Dispuesto en cuatro filas, un batallón compuesto básicamente por mujeres de la tercera edad paró sus movimientos en seco para girarse simultáneamente, como obedeciendo una orden marcial. A su vez, más emplumado que un águila, el monitor, con el vuelo de muñeca clásico que es epítome y seña de la mariconería, nos indicó que pasáramos. Monitor quien no era otro que la Diosa, el piropeador de jardineros gordos, el coprotagonista de una aventura equívoca (y ya contada en estos apuntes) con un Cristino aturdido por la mezcla de ansiolíticos y alcohol; ese personaje irrepetible, pero ubicuo, que desfila por la ciudad estrecha con el mismo peligro que un pavo real entre una piara de jabalíes. Cualquier persona sensata habría escapado de aquella encerrona, pero una fatídica falta de reflejos nos hizo obedecer el mandato cantado por la Diosa con el soniquete característico de los bailes gimnásticos: "Esos dos hombretones, en primera fila, en primera fila". Las brujas se aprestaron a dejarnos hueco, en todo el medio. "Ojo, machotes, a mis movimientos, mis movimientos".
Joder, qué debacle. Nuestra proverbial coordinación rítmica comenzó a evidenciarse desde el primer momento. A lado de semejantes primates, las brujas deberían parecer gráciles pávlovas. Nuestras bambas rechinaban sobre la tarima como los coches por Sevilla sobre la cera de la Semana Santa, y nuestras extremidades salían despedidas como si nos estuvieran tiroteando. En un descuido, sin querer, pegué un manotazo en plena cara de Cristino. "Mira a ver, me cago en las doce mil vírgenes y en su puta madre". Son once mil, pero este detalle es baladí. Una de las brujas, escandalizada por el exabrupto de Cristino, dijo "¡Uy!" y se marchó de la sala corriendo como si tuviera cagalera, pero, por la risitas disimuladas o plenas carcajadas que escuchábamos en derredor, parece ser que nuestro espectáculo tenía una buena acogida. "Esto no es lucha, esto no es lucha", volvió a cantar la Diosa con su vocecita de flauta. Estaba a punto de acabar una versión light del popular tema Me gusta la gasolina, cuando llegó el clímax. No llevaríamos ni diez minutos de clase y pasó lo que se barruntaba, lo que tarde o temprano tenía que pasar: el siniestro. Porque nuestras enormes cabezas chocaron en un coscorrón antológico, un choque testa contra testa de rebecos en celo, un hostiazo de pánico. Por unos segundos quedamos tumbados en el suelo, como exánimes, hasta que reaccionamos cuando la Diosa se acercó para socorrernos.

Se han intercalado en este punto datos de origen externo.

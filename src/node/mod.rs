//! Main loop of the node: watchdog, idle demo, debug broadcaster and row scan.
//!
//! The firmware spawns three activities around one [`DisplayContext`] and one
//! [`TransportContext`]: the [`TransmitRunner`](crate::protocol::managment::transmit_runner::TransmitRunner),
//! the [`ReceiveRunner`](crate::protocol::managment::receive_runner::ReceiveRunner)
//! and the [`MainLoop`] defined here. Each main-loop tick lights one matrix row.
use crate::core::{ColorSelect, IdleTiming, NodeConfig, BOOT_GLYPH};
use crate::display::idle::{BusIndicator, IdleSequencer};
use crate::display::scan::{MatrixDriver, ScanDriver};
use crate::display::DisplayContext;
use crate::protocol::managment::digit_broadcaster::DigitBroadcaster;
use crate::protocol::transport::context::TransportContext;
use crate::protocol::transport::traits::can_controller::CanController;
use crate::protocol::transport::traits::node_timer::NodeTimer;

/// Independent watchdog kicked once per main-loop tick.
pub trait Watchdog {
    fn feed(&mut self);
}

/// Per-tick work of the main loop.
pub struct MainLoop<'a, C, D, W, T, const P: usize, const TXQ: usize, const RXQ: usize>
where
    C: CanController,
    D: MatrixDriver,
    W: Watchdog,
    T: NodeTimer,
{
    display: &'a DisplayContext,
    transport: &'a TransportContext<P, TXQ, RXQ>,
    controller: &'a C,
    scan: ScanDriver<D>,
    watchdog: W,
    timer: T,
    idle: IdleSequencer,
    broadcaster: Option<DigitBroadcaster>,
    tick: u32,
}

impl<'a, C, D, W, T, const P: usize, const TXQ: usize, const RXQ: usize>
    MainLoop<'a, C, D, W, T, P, TXQ, RXQ>
where
    C: CanController,
    D: MatrixDriver,
    W: Watchdog,
    T: NodeTimer,
{
    #[allow(clippy::too_many_arguments)]
    pub fn new(
        display: &'a DisplayContext,
        transport: &'a TransportContext<P, TXQ, RXQ>,
        controller: &'a C,
        driver: D,
        watchdog: W,
        timer: T,
        config: &NodeConfig,
        timing: IdleTiming,
    ) -> Self {
        Self {
            display,
            transport,
            controller,
            scan: ScanDriver::new(driver, config.rotation),
            watchdog,
            timer,
            idle: IdleSequencer::new(timing),
            broadcaster: config
                .broadcast_digits
                .then(|| DigitBroadcaster::new(&timing)),
            tick: 0,
        }
    }

    /// Boot screen: the boot glyph on both channels, then hand over to the
    /// idle demo until the first display command.
    pub fn boot(&mut self) {
        self.display.set_symbol(BOOT_GLYPH, ColorSelect::Both);
        self.display.set_idle_mode(true);
    }

    pub fn tick(&self) -> u32 {
        self.tick
    }

    pub fn scan(&self) -> &ScanDriver<D> {
        &self.scan
    }

    pub fn watchdog(&self) -> &W {
        &self.watchdog
    }

    /// One iteration. Returns `true` when the scanned row closed a frame.
    pub async fn tick_once(&mut self) -> bool {
        self.watchdog.feed();
        self.tick = self.tick.wrapping_add(1);

        if self.display.idle_mode() {
            let indicator =
                BusIndicator::evaluate(&self.transport.join_status(), &self.transport.stats());
            self.idle.render(self.tick, self.display, indicator);
        }

        if let Some(broadcaster) = self.broadcaster.as_mut() {
            if let Err(_err) = broadcaster
                .run_tick(self.tick, self.transport, self.controller, &mut self.timer)
                .await
            {
                #[cfg(feature = "defmt")]
                defmt::debug!("Digit broadcast dropped: {}", _err);
            }
        }

        self.scan.step(self.display)
    }

    /// Tick forever at the configured rate. Never returns.
    pub async fn run(&mut self) {
        let period_ms = (1000 / self.idle.timing().tick_rate_hz.max(1)).max(1);
        loop {
            self.tick_once().await;
            self.timer.delay_ms(period_ms).await;
        }
    }
}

Al incorporarnos, comprobamos que el aquelarre se había desatado. Qué escena. No había una bruja derecha. Unas se abrazaban para sujetarse mutuamente, otras estaban revolcándose, otras agachadas con los brazos sobre el vientre, todas componían una coral satánica descojonándose de nuestra desgracia.
Desde entonces, Cristino y yo tomamos las cañas y nos sobamos la panza sin remordimientos de conciencia. Que zumben otros.

 Gabriel Cusac


3 comentarios:

Lola dijo...

jajajajajajaaaaaaajjjaaa juas juas jaajajaja ... y yo me lo he perdido!!!

Jony dijo...

jeeeeejejjj
muy buenooo..

juan de la cruz471 dijo...

¿Existe Cristino o es un fantástico secuaz desdoblado de Cusac?
No sé si quiero conocerle, porque las personas defraudan a sus personajes.
La curiosidad por la ciencia fue matando a religiones y mitologías. No quiero yo esto, por eso disfrutaremos de la distancia de la literatura.
Los personajes de la radio siempre son más feos que su voz, así que, por si acaso, me abstengo de preguntar.